====== Data under study

//! Configuration schema types
//!
//! This module defines the configuration structure for bulkwriter.

use crate::config::AccountKey;
use serde::{Deserialize, Serialize};

/// Main bulkwriter configuration
///
/// This is the root configuration structure that maps to the TOML file.
#[derive(Debug, Clone, Serialize, Deserialize)]
pub struct BulkWriterConfig {
    /// Application-level settings
    #[serde(default)]
    pub application: ApplicationConfig,

    /// Azure Cosmos DB target (not required for dry runs)
    #[serde(default, skip_serializing_if = "Option::is_none")]
    pub cosmosdb: Option<CosmosDbConfig>,

    /// Bulk write tuning
    #[serde(default)]
    pub bulk: BulkConfig,

    /// Logging configuration
    #[serde(default)]
    pub logging: LoggingConfig,
}

impl BulkWriterConfig {
    /// Validates the configuration
    ///
    /// # Errors
    ///
    /// Returns an error if any configuration values are invalid
    pub fn validate(&self) -> Result<(), String> {
        self.application.validate()?;

        match self.cosmosdb {
            Some(ref config) => config.validate()?,
            None if !self.application.dry_run => {
                return Err(
                    "cosmosdb configuration is required unless application.dry_run = true"
                        .to_string(),
                );
            }
            None => {}
        }

        self.bulk.validate()?;
        self.logging.validate()?;
        Ok(())
    }
}

/// Application-level configuration
#[derive(Debug, Clone, Serialize, Deserialize)]
pub struct ApplicationConfig {
    /// Log level (trace, debug, info, warn, error)
    #[serde(default = "default_log_level")]
    pub log_level: String,

    /// Dry run mode (don't write to Cosmos DB)
    #[serde(default)]
    pub dry_run: bool,
}

impl ApplicationConfig {
    fn validate(&self) -> Result<(), String> {
        let valid_levels = ["trace", "debug", "info", "warn", "error"];
        if !valid_levels.contains(&self.log_level.as_str()) {
            return Err(format!(
                "Invalid log_level '{}'. Must be one of: {}",
                self.log_level,
                valid_levels.join(", ")
            ));
        }
        Ok(())
    }
}

impl Default for ApplicationConfig {
    fn default() -> Self {
        Self {
            log_level: default_log_level(),
            dry_run: false,
        }
    }
}

/// Azure Cosmos DB configuration
#[derive(Debug, Clone, Serialize, Deserialize)]
pub struct CosmosDbConfig {
    /// Cosmos DB endpoint URL
    pub endpoint: String,

    /// Cosmos DB access key
    /// Stored securely in memory and automatically zeroized on drop
    pub key: AccountKey,

    /// Database name
    pub database_name: String,

    /// Target container name
    pub container: String,

    /// Partition key path, e.g. `/pk` or `/tenant/id`
    #[serde(default = "default_partition_key")]
    pub partition_key: String,

    /// Concurrent item requests per micro-batch
    #[serde(default = "default_max_concurrency")]
    pub max_concurrency: usize,

    /// Per-request timeout in seconds
    #[serde(default = "default_request_timeout_seconds")]
    pub request_timeout_seconds: u64,
}

impl CosmosDbConfig {
    fn validate(&self) -> Result<(), String> {
        use secrecy::ExposeSecret;

        if self.endpoint.is_empty() {
            return Err("cosmosdb.endpoint cannot be empty".to_string());
        }

        if !self.endpoint.starts_with("https://") {
            return Err("cosmosdb.endpoint must start with https://".to_string());
        }

        if self.key.expose_secret().is_empty() {
            return Err("cosmosdb.key cannot be empty".to_string());
        }

        if self.database_name.is_empty() {
            return Err("cosmosdb.database_name cannot be empty".to_string());
        }

        if self.container.is_empty() {
            return Err("cosmosdb.container cannot be empty".to_string());
        }

        if !self.partition_key.starts_with('/') || self.partition_key.len() < 2 {
            return Err(format!(
                "cosmosdb.partition_key must be a path like '/pk', got '{}'",
                self.partition_key
            ));
        }

        if self.max_concurrency == 0 || self.max_concurrency > 100 {
            return Err(format!(
                "cosmosdb.max_concurrency must be between 1 and 100, got {}",
                self.max_concurrency
            ));
        }

        Ok(())
    }
}

/// Bulk write tuning
///
/// Every value has a default; the retry cap and admission limit are tunables
/// rather than protocol constants.
#[derive(Debug, Clone, PartialEq, Serialize, Deserialize)]
pub struct BulkConfig {
    /// Maximum admitted but unresolved writes
    #[serde(default = "default_max_pending_operations")]
    pub max_pending_operations: usize,

    /// Writes whose retry count exceeds this value fail permanently
    #[serde(default = "default_max_retry_count")]
    pub max_retry_count: u32,

    /// Linear backoff step per retry in milliseconds
    #[serde(default = "default_retry_step_ms")]
    pub retry_step_ms: u64,

    /// Backoff jitter ceiling per retry in milliseconds
    #[serde(default = "default_retry_jitter_ms")]
    pub retry_jitter_ms: u64,

    /// Cap applied to server retry-after hints in milliseconds
    #[serde(default = "default_max_retry_after_ms")]
    pub max_retry_after_ms: u64,

    /// How long one admission wait lasts before it is logged and repeated
    #[serde(default = "default_permit_wait_ms")]
    pub permit_wait_ms: u64,

    /// How often a waiting flush logs progress
    #[serde(default = "default_progress_log_interval_seconds")]
    pub progress_log_interval_seconds: u64,

    /// Starting micro-batch size handed to the executor
    #[serde(default = "default_micro_batch_size")]
    pub initial_micro_batch_size: usize,

    /// Largest micro-batch size the executor may grow to
    #[serde(default = "default_micro_batch_size")]
    pub max_micro_batch_size: usize,

    /// Executor calls allowed in flight at once
    #[serde(default = "default_max_concurrent_batches")]
    pub max_concurrent_batches: usize,
}

impl BulkConfig {
    fn validate(&self) -> Result<(), String> {
        if self.max_pending_operations == 0 {
            return Err("bulk.max_pending_operations must be > 0".to_string());
        }

        if self.max_retry_count > 100 {
            return Err(format!(
                "bulk.max_retry_count must be <= 100, got {}",
                self.max_retry_count
            ));
        }

        if self.permit_wait_ms == 0 {
            return Err("bulk.permit_wait_ms must be > 0".to_string());
        }

        if self.progress_log_interval_seconds == 0 {
            return Err("bulk.progress_log_interval_seconds must be > 0".to_string());
        }

        if self.initial_micro_batch_size == 0 || self.max_micro_batch_size == 0 {
            return Err("bulk micro-batch sizes must be > 0".to_string());
        }

        if self.initial_micro_batch_size > self.max_micro_batch_size {
            return Err(format!(
                "bulk.initial_micro_batch_size ({}) cannot exceed bulk.max_micro_batch_size ({})",
                self.initial_micro_batch_size, self.max_micro_batch_size
            ));
        }

        if self.max_concurrent_batches == 0 || self.max_concurrent_batches > 64 {
            return Err(format!(
                "bulk.max_concurrent_batches must be between 1 and 64, got {}",
                self.max_concurrent_batches
            ));
        }

        Ok(())
    }
}

impl Default for BulkConfig {
    fn default() -> Self {
        Self {
            max_pending_operations: default_max_pending_operations(),
            max_retry_count: default_max_retry_count(),
            retry_step_ms: default_retry_step_ms(),
            retry_jitter_ms: default_retry_jitter_ms(),
            max_retry_after_ms: default_max_retry_after_ms(),
            permit_wait_ms: default_permit_wait_ms(),
            progress_log_interval_seconds: default_progress_log_interval_seconds(),
            initial_micro_batch_size: default_micro_batch_size(),
            max_micro_batch_size: default_micro_batch_size(),
            max_concurrent_batches: default_max_concurrent_batches(),
        }
    }
}

/// Logging configuration
#[derive(Debug, Clone, Serialize, Deserialize)]
pub struct LoggingConfig {
    /// Enable local file logging
    #[serde(default = "default_true")]
    pub local_enabled: bool,

    /// Local log file path
    #[serde(default = "default_local_path")]
    pub local_path: String,

    /// Log rotation strategy
    #[serde(default = "default_local_rotation")]
    pub local_rotation: String,
}

impl LoggingConfig {
    fn validate(&self) -> Result<(), String> {
        let valid_rotations = ["daily", "hourly", "never"];
        if !valid_rotations.contains(&self.local_rotation.as_str()) {
            return Err(format!(
                "Invalid logging.local_rotation '{}'. Must be one of: {}",
                self.local_rotation,
                valid_rotations.join(", ")
            ));
        }

        if self.local_enabled && self.local_path.is_empty() {
            return Err("logging.local_path cannot be empty when local logging is enabled".to_string());
        }

        Ok(())
    }
}

impl Default for LoggingConfig {
    fn default() -> Self {
        Self {
            local_enabled: true,
            local_path: default_local_path(),
            local_rotation: default_local_rotation(),
        }
    }
}

fn default_log_level() -> String {
    "info".to_string()
}

fn default_true() -> bool {
    true
}

fn default_partition_key() -> String {
    "/pk".to_string()
}

fn default_max_concurrency() -> usize {
    16
}

fn default_request_timeout_seconds() -> u64 {
    60
}

fn default_max_pending_operations() -> usize {
    1024 * 167
}

fn default_max_retry_count() -> u32 {
    20
}

fn default_retry_step_ms() -> u64 {
    10
}

fn default_retry_jitter_ms() -> u64 {
    990
}

fn default_max_retry_after_ms() -> u64 {
    5000
}

fn default_permit_wait_ms() -> u64 {
    1000
}

fn default_progress_log_interval_seconds() -> u64 {
    10
}

fn default_micro_batch_size() -> usize {
    100
}

fn default_max_concurrent_batches() -> usize {
    4
}

fn default_local_path() -> String {
    "./logs".to_string()
}

fn default_local_rotation() -> String {
    "daily".to_string()
}

#[cfg(test)]
mod tests {
    use super::*;
    use crate::config::key::account_key;

    fn cosmos_config() -> CosmosDbConfig {
        CosmosDbConfig {
            endpoint: "https://test.documents.azure.com:443/".to_string(),
            key: account_key("test-key"),
            database_name: "test_db".to_string(),
            container: "items".to_string(),
            partition_key: "/pk".to_string(),
            max_concurrency: 10,
            request_timeout_seconds: 30,
        }
    }

    #[test]
    fn test_application_config_validation() {
        let mut config = ApplicationConfig::default();
        assert!(config.validate().is_ok());

        config.log_level = "invalid".to_string();
        assert!(config.validate().is_err());
    }

    #[test]
    fn test_cosmosdb_config_validation() {
        let mut config = cosmos_config();
        assert!(config.validate().is_ok());

        config.endpoint = "http://insecure.example.com".to_string();
        assert!(config.validate().is_err());

        let mut config = cosmos_config();
        config.key = account_key("");
        assert!(config.validate().is_err());

        let mut config = cosmos_config();
        config.partition_key = "pk".to_string();
        assert!(config.validate().is_err());

        let mut config = cosmos_config();
        config.max_concurrency = 0;
        assert!(config.validate().is_err());
    }

    #[test]
    fn test_bulk_config_defaults() {
        let config = BulkConfig::default();
        assert_eq!(config.max_pending_operations, 171_008);
        assert_eq!(config.max_retry_count, 20);
        assert_eq!(config.max_retry_after_ms, 5000);
        assert_eq!(config.progress_log_interval_seconds, 10);
        assert!(config.validate().is_ok());
    }

    #[test]
    fn test_bulk_config_validation() {
        let mut config = BulkConfig {
            max_pending_operations: 0,
            ..BulkConfig::default()
        };
        assert!(config.validate().is_err());

        config = BulkConfig {
            initial_micro_batch_size: 200,
            max_micro_batch_size: 100,
            ..BulkConfig::default()
        };
        assert!(config.validate().is_err());

        config = BulkConfig {
            max_concurrent_batches: 0,
            ..BulkConfig::default()
        };
        assert!(config.validate().is_err());
    }

    #[test]
    fn test_cosmosdb_required_unless_dry_run() {
        let mut config = BulkWriterConfig {
            application: ApplicationConfig::default(),
            cosmosdb: None,
            bulk: BulkConfig::default(),
            logging: LoggingConfig::default(),
        };
        assert!(config.validate().is_err());

        config.application.dry_run = true;
        assert!(config.validate().is_ok());

        config.application.dry_run = false;
        config.cosmosdb = Some(cosmos_config());
        assert!(config.validate().is_ok());
    }

    #[test]
    fn test_logging_config_validation() {
        let mut config = LoggingConfig::default();
        assert!(config.validate().is_ok());

        config.local_rotation = "weekly".to_string();
        assert!(config.validate().is_err());
    }
}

============

What the task asks: Reproduce, word for word and in full, only the lines above that start at the line with "must start with" and run through the line with "step per retry in milliseconds", both ends included.

Result of this exercise:
            return Err("cosmosdb.endpoint must start with https://".to_string());
        }

        if self.key.expose_secret().is_empty() {
            return Err("cosmosdb.key cannot be empty".to_string());
        }

        if self.database_name.is_empty() {
            return Err("cosmosdb.database_name cannot be empty".to_string());
        }

        if self.container.is_empty() {
            return Err("cosmosdb.container cannot be empty".to_string());
        }

        if !self.partition_key.starts_with('/') || self.partition_key.len() < 2 {
            return Err(format!(
                "cosmosdb.partition_key must be a path like '/pk', got '{}'",
                self.partition_key
            ));
        }

        if self.max_concurrency == 0 || self.max_concurrency > 100 {
            return Err(format!(
                "cosmosdb.max_concurrency must be between 1 and 100, got {}",
                self.max_concurrency
            ));
        }

        Ok(())
    }
}

/// Bulk write tuning
///
/// Every value has a default; the retry cap and admission limit are tunables
/// rather than protocol constants.
#[derive(Debug, Clone, PartialEq, Serialize, Deserialize)]
pub struct BulkConfig {
    /// Maximum admitted but unresolved writes
    #[serde(default = "default_max_pending_operations")]
    pub max_pending_operations: usize,

    /// Writes whose retry count exceeds this value fail permanently
    #[serde(default = "default_max_retry_count")]
    pub max_retry_count: u32,

    /// Linear backoff step per retry in milliseconds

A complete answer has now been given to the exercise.